_What the task requires_: Your answer must be every line of the data below that holds the string "NotFound", copied exactly.

Segment Open

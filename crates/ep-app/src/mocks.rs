//! Mock implementations of host ports for unit tests.
//!
//! Multi-step scenarios use the recording fakes under `tests/support`
//! instead; these are for checking one use case's calls in isolation.

use std::path::Path;

use async_trait::async_trait;
use ep_core::ports::{
    FirewallPort, HostFilesystemPort, PackageManagerPort, PeerRelationPort, ServiceManagerPort,
    UserAccountPort,
};
use ep_core::{ClientCredentials, ListenPort};
use mockall::mock;

mock! {
    pub Fs {}

    #[async_trait]
    impl HostFilesystemPort for Fs {
        async fn exists(&self, path: &Path) -> bool;
        async fn write_file(&self, path: &Path, contents: &[u8], mode: u32) -> anyhow::Result<()>;
        async fn create_dir_all(&self, path: &Path) -> anyhow::Result<()>;
        async fn set_mode(&self, path: &Path, mode: u32) -> anyhow::Result<()>;
        async fn chown_user(&self, path: &Path, uid: u32) -> anyhow::Result<()>;
        async fn remove_dir_all(&self, path: &Path) -> anyhow::Result<()>;
    }
}

mock! {
    pub Services {}

    #[async_trait]
    impl ServiceManagerPort for Services {
        async fn stop(&self, service: &str) -> anyhow::Result<()>;
        async fn restart(&self, service: &str) -> anyhow::Result<()>;
        async fn enable(&self, service: &str) -> anyhow::Result<()>;
    }
}

mock! {
    pub Accounts {}

    #[async_trait]
    impl UserAccountPort for Accounts {
        async fn ensure_group(&self, group: &str) -> anyhow::Result<()>;
        async fn user_exists(&self, user: &str) -> anyhow::Result<bool>;
        async fn add_user(&self, user: &str) -> anyhow::Result<()>;
        async fn add_user_to_group(&self, user: &str, group: &str) -> anyhow::Result<()>;
        async fn uid_of(&self, user: &str) -> anyhow::Result<u32>;
    }
}

mock! {
    pub Firewall {}

    #[async_trait]
    impl FirewallPort for Firewall {
        async fn open_port(&self, port: ListenPort) -> anyhow::Result<()>;
        async fn close_port(&self, port: ListenPort) -> anyhow::Result<()>;
    }
}

mock! {
    pub Packages {}

    #[async_trait]
    impl PackageManagerPort for Packages {
        async fn update(&self) -> anyhow::Result<()>;
        async fn install(&self, packages: &[String]) -> anyhow::Result<()>;
    }
}

mock! {
    pub Peer {}

    #[async_trait]
    impl PeerRelationPort for Peer {
        async fn client_credentials(&self) -> anyhow::Result<ClientCredentials>;
        async fn get_remote(&self, key: &str) -> anyhow::Result<Option<String>>;
    }
}
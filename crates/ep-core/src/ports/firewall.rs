use async_trait::async_trait;

use crate::config::ListenPort;

/// Exposure of TCP ports through the host runtime.
#[async_trait]
pub trait FirewallPort: Send + Sync {
    async fn open_port(&self, port: ListenPort) -> anyhow::Result<()>;
    async fn close_port(&self, port: ListenPort) -> anyhow::Result<()>;
}
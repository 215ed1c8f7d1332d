use std::fmt;
use std::path::{Path, PathBuf};

/// TLS client material handed over by the peer. Contents are opaque.
#[derive(Clone, PartialEq, Eq)]
pub struct ClientCredentials {
    pub key: Vec<u8>,
    pub certificate: Vec<u8>,
    pub ca_certificate: Vec<u8>,
}

impl fmt::Debug for ClientCredentials {
    fn fmt(&self, f: &mut fmt::Formatter<'_>) -> fmt::Result {
        f.debug_struct("ClientCredentials")
            .field("key", &format_args!("<{} bytes>", self.key.len()))
            .field("certificate", &format_args!("<{} bytes>", self.certificate.len()))
            .field(
                "ca_certificate",
                &format_args!("<{} bytes>", self.ca_certificate.len()),
            )
            .finish()
    }
}

/// Where each credential blob is written.
#[derive(Debug, Clone, PartialEq, Eq)]
pub struct CredentialPaths {
    pub key: PathBuf,
    pub certificate: PathBuf,
    pub ca_certificate: PathBuf,
}

impl CredentialPaths {
    /// Pair the public certificate paths with their blobs. The key is
    /// written separately with tighter permissions.
    pub fn certificates_with<'a>(
        &'a self,
        credentials: &'a ClientCredentials,
    ) -> [(&'a Path, &'a [u8]); 2] {
        [
            (self.certificate.as_path(), credentials.certificate.as_slice()),
            (self.ca_certificate.as_path(), credentials.ca_certificate.as_slice()),
        ]
    }
}
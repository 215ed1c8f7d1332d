use async_trait::async_trait;

use crate::status::WorkloadStatus;

#[async_trait]
pub trait StatusPort: Send + Sync {
    async fn set_status(&self, status: WorkloadStatus) -> anyhow::Result<()>;
}
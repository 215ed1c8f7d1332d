//! Command line surface.

use std::path::PathBuf;
use std::str::FromStr;

use clap::Parser;
use ep_core::provisioning::UnknownTrigger;
use ep_core::LifecycleTrigger;

/// Handle one lifecycle trigger delivered by the host runtime.
#[derive(Debug, Parser)]
#[command(name = "etcd-proxy-agent", version, about)]
pub struct Cli {
    /// Agent configuration file (TOML).
    #[arg(long, env = "EP_AGENT_CONFIG", value_name = "PATH")]
    pub config: Option<PathBuf>,

    /// Lifecycle trigger: install, peer-available, config-changed or upgrade.
    #[arg(value_parser = parse_trigger)]
    pub trigger: LifecycleTrigger,
}

fn parse_trigger(value: &str) -> Result<LifecycleTrigger, UnknownTrigger> {
    LifecycleTrigger::from_str(value)
}
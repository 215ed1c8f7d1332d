//! Artifact source serving files from a local directory.
//!
//! Used when the operator stages binaries on the host instead of attaching
//! them through the host runtime. `<dir>/<name>` is the artifact `name`.

use std::io::ErrorKind;
use std::path::PathBuf;

use async_trait::async_trait;
use ep_core::ports::{Artifact, ArtifactLookup, ArtifactSourceError, ArtifactSourcePort};
use tokio::fs;
use tracing::debug;

pub struct DirectoryArtifactSource {
    root: PathBuf,
}

impl DirectoryArtifactSource {
    pub fn new(root: PathBuf) -> Self {
        Self { root }
    }
}

#[async_trait]
impl ArtifactSourcePort for DirectoryArtifactSource {
    async fn fetch(&self, name: &str) -> Result<ArtifactLookup, ArtifactSourceError> {
        let path = self.root.join(name);
        match fs::read(&path).await {
            // A zero-byte placeholder counts as not supplied.
            Ok(bytes) if bytes.is_empty() => Ok(ArtifactLookup::Missing),
            Ok(bytes) => {
                debug!(path = %path.display(), len = bytes.len(), "artifact found");
                Ok(ArtifactLookup::Ready(Artifact {
                    name: name.to_string(),
                    bytes,
                }))
            }
            Err(err) if err.kind() == ErrorKind::NotFound => Ok(ArtifactLookup::Missing),
            Err(err) => Err(ArtifactSourceError::Read {
                name: name.to_string(),
                reason: err.to_string(),
            }),
        }
    }
}
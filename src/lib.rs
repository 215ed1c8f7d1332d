//! etcd proxy agent binary support: CLI surface and bootstrap.
//!
//! The reconciliation logic lives in `ep-app`; this crate only assembles it
//! for one lifecycle trigger per invocation.

pub mod bootstrap;
pub mod cli;
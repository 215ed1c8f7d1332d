//! Single-trigger entry point.

use std::sync::Arc;

use anyhow::Context;
use ep_app::{ReconciliationController, TriggerDispatcher};
use ep_core::ports::PeerRelationPort;
use ep_infra::JsonPeerRelation;
use ep_platform::TokioCommandRunner;
use tracing::{error, info, info_span, Instrument};

use super::config::resolve_config;
use super::tracing::init_tracing_subscriber;
use super::wiring::wire_dependencies;
use crate::cli::Cli;

/// Load config, set up logging, and handle `cli.trigger` once.
///
/// Blocked and skipped outcomes are successes; only a failed phase makes
/// this return `Err`.
pub async fn run(cli: Cli) -> anyhow::Result<()> {
    let config = resolve_config(cli.config.as_deref())?;
    init_tracing_subscriber(&config.log_dir).context("Failed to initialize tracing")?;

    let span = info_span!("agent.run", trigger = %cli.trigger);
    async {
        info!(state_dir = %config.state_dir.display(), port = config.port, "handling trigger");

        let deps = wire_dependencies(&config, Arc::new(TokioCommandRunner));
        let dispatcher = TriggerDispatcher::new(Arc::new(ReconciliationController::from_deps(deps)));

        let peer = JsonPeerRelation::load(&config.peer_data_path)
            .await
            .context("Failed to read peer data")?;
        let peer = peer.as_ref().map(|p| p as &dyn PeerRelationPort);

        match dispatcher.handle(cli.trigger, peer).await {
            Ok(report) => {
                info!(
                    install = ?report.install,
                    configure = ?report.configure,
                    "trigger complete"
                );
                Ok(())
            }
            Err(err) => {
                error!(error = %err, "trigger failed");
                Err(err).context(format!("{} trigger failed", cli.trigger))
            }
        }
    }
    .instrument(span)
    .await
}
//! Small helpers for the JSON documents kept in the state directory.

use std::io::Write;
use std::path::Path;

use anyhow::Context;
use serde::de::DeserializeOwned;
use serde::Serialize;
use tempfile::NamedTempFile;
use tokio::fs;

/// Read one of the agent's own documents. A missing file yields `None`.
///
/// These files are only ever replaced by rename, so a blank one is damage
/// and is reported as a parse error rather than read as "no record".
pub(crate) async fn read_optional<T: DeserializeOwned>(path: &Path) -> anyhow::Result<Option<T>> {
    let Some(content) = read_to_string_if_present(path).await? else {
        return Ok(None);
    };
    parse(path, &content).map(Some)
}

/// Read a document another process publishes. Missing or blank files yield
/// `None`, since the publisher may not have written it yet.
pub(crate) async fn read_published<T: DeserializeOwned>(path: &Path) -> anyhow::Result<Option<T>> {
    match read_to_string_if_present(path).await? {
        Some(content) if !content.trim().is_empty() => parse(path, &content).map(Some),
        _ => Ok(None),
    }
}

async fn read_to_string_if_present(path: &Path) -> anyhow::Result<Option<String>> {
    match fs::read_to_string(path).await {
        Ok(content) => Ok(Some(content)),
        Err(err) if err.kind() == std::io::ErrorKind::NotFound => Ok(None),
        Err(err) => Err(err).with_context(|| format!("Failed to read {}", path.display())),
    }
}

fn parse<T: DeserializeOwned>(path: &Path, content: &str) -> anyhow::Result<T> {
    serde_json::from_str(content)
        .map_err(|e| anyhow::anyhow!("Failed to parse {}: {e}", path.display()))
}

/// Write `value` as pretty JSON through a synced temp file renamed over
/// `path`, then sync the directory so the rename itself is durable.
pub(crate) async fn write_synced<T: Serialize>(path: &Path, value: &T) -> anyhow::Result<()> {
    let parent = path
        .parent()
        .with_context(|| format!("{} has no parent directory", path.display()))?;
    fs::create_dir_all(parent)
        .await
        .with_context(|| format!("Failed to create {}", parent.display()))?;

    let json = serde_json::to_string_pretty(value)
        .map_err(|e| anyhow::anyhow!("Failed to serialize {}: {e}", path.display()))?;

    let dir = parent.to_path_buf();
    let target = path.to_path_buf();
    tokio::task::spawn_blocking(move || -> anyhow::Result<()> {
        let mut staged = NamedTempFile::new_in(&dir)?;
        staged.write_all(json.as_bytes())?;
        staged.as_file().sync_all()?;
        staged.persist(&target)?;
        std::fs::File::open(&dir)?.sync_all()?;
        Ok(())
    })
    .await
    .context("state write task panicked")?
    .with_context(|| format!("Failed to write {}", path.display()))
}
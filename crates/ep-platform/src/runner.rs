//! Command runner abstraction for executing host tools.
//!
//! `CommandRunner` is the trait every shelling-out adapter goes through.
//! `TokioCommandRunner` is the production implementation.

use std::fmt;
use std::io::ErrorKind;

use async_trait::async_trait;
use thiserror::Error;
use tokio::process::Command;
use tracing::{debug, trace};

/// A program invocation without a shell in between.
#[derive(Debug, Clone, PartialEq, Eq)]
pub struct CommandSpec {
    pub program: String,
    pub args: Vec<String>,
    pub env: Vec<(String, String)>,
}

impl CommandSpec {
    pub fn new(program: impl Into<String>) -> Self {
        Self {
            program: program.into(),
            args: Vec::new(),
            env: Vec::new(),
        }
    }

    pub fn arg(mut self, arg: impl Into<String>) -> Self {
        self.args.push(arg.into());
        self
    }

    pub fn args<I, S>(mut self, args: I) -> Self
    where
        I: IntoIterator<Item = S>,
        S: Into<String>,
    {
        self.args.extend(args.into_iter().map(Into::into));
        self
    }

    pub fn env(mut self, key: impl Into<String>, value: impl Into<String>) -> Self {
        self.env.push((key.into(), value.into()));
        self
    }
}

impl fmt::Display for CommandSpec {
    fn fmt(&self, f: &mut fmt::Formatter<'_>) -> fmt::Result {
        f.write_str(&self.program)?;
        for arg in &self.args {
            write!(f, " {arg}")?;
        }
        Ok(())
    }
}

#[derive(Debug, Clone, Default, PartialEq, Eq)]
pub struct CommandOutput {
    pub stdout: String,
    pub stderr: String,
}

impl CommandOutput {
    pub fn stdout(stdout: impl Into<String>) -> Self {
        Self {
            stdout: stdout.into(),
            stderr: String::new(),
        }
    }
}

#[derive(Debug, Clone, Error, PartialEq, Eq)]
pub enum CommandError {
    /// The program is not installed on this host.
    #[error("{program} is not available on this host")]
    NotFound { program: String },
    #[error("failed to spawn {program}: {reason}")]
    Spawn { program: String, reason: String },
    #[error("`{command}` exited with {}: {stderr}", describe_exit(.code))]
    Failed {
        command: String,
        code: Option<i32>,
        stderr: String,
    },
}

impl CommandError {
    pub fn exit_code(&self) -> Option<i32> {
        match self {
            CommandError::Failed { code, .. } => *code,
            _ => None,
        }
    }
}

fn describe_exit(code: &Option<i32>) -> String {
    match code {
        Some(code) => format!("status {code}"),
        None => "a signal".to_string(),
    }
}

/// Trait for executing host programs.
#[async_trait]
pub trait CommandRunner: Send + Sync {
    /// Run `spec` to completion. A non-zero exit is [`CommandError::Failed`].
    async fn run(&self, spec: &CommandSpec) -> Result<CommandOutput, CommandError>;
}

/// Production runner spawning the program through `tokio::process`.
#[derive(Debug, Default, Clone, Copy)]
pub struct TokioCommandRunner;

#[async_trait]
impl CommandRunner for TokioCommandRunner {
    async fn run(&self, spec: &CommandSpec) -> Result<CommandOutput, CommandError> {
        debug!(command = %spec, "running host command");
        let output = Command::new(&spec.program)
            .args(&spec.args)
            .envs(spec.env.iter().map(|(k, v)| (k.as_str(), v.as_str())))
            .kill_on_drop(true)
            .output()
            .await
            .map_err(|e| match e.kind() {
                ErrorKind::NotFound => CommandError::NotFound {
                    program: spec.program.clone(),
                },
                _ => CommandError::Spawn {
                    program: spec.program.clone(),
                    reason: e.to_string(),
                },
            })?;

        let stdout = String::from_utf8_lossy(&output.stdout).into_owned();
        let stderr = String::from_utf8_lossy(&output.stderr).into_owned();
        trace!(command = %spec, %stdout, %stderr, "host command finished");

        if output.status.success() {
            Ok(CommandOutput { stdout, stderr })
        } else {
            Err(CommandError::Failed {
                command: spec.to_string(),
                code: output.status.code(),
                stderr: stderr.trim().to_string(),
            })
        }
    }
}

Segment Closed

_Finished exercise_:
            Err(err) if err.kind() == ErrorKind::NotFound => Ok(ArtifactLookup::Missing),
        Err(err) if err.kind() == std::io::ErrorKind::NotFound => Ok(None),
    NotFound { program: String },
                ErrorKind::NotFound => CommandError::NotFound {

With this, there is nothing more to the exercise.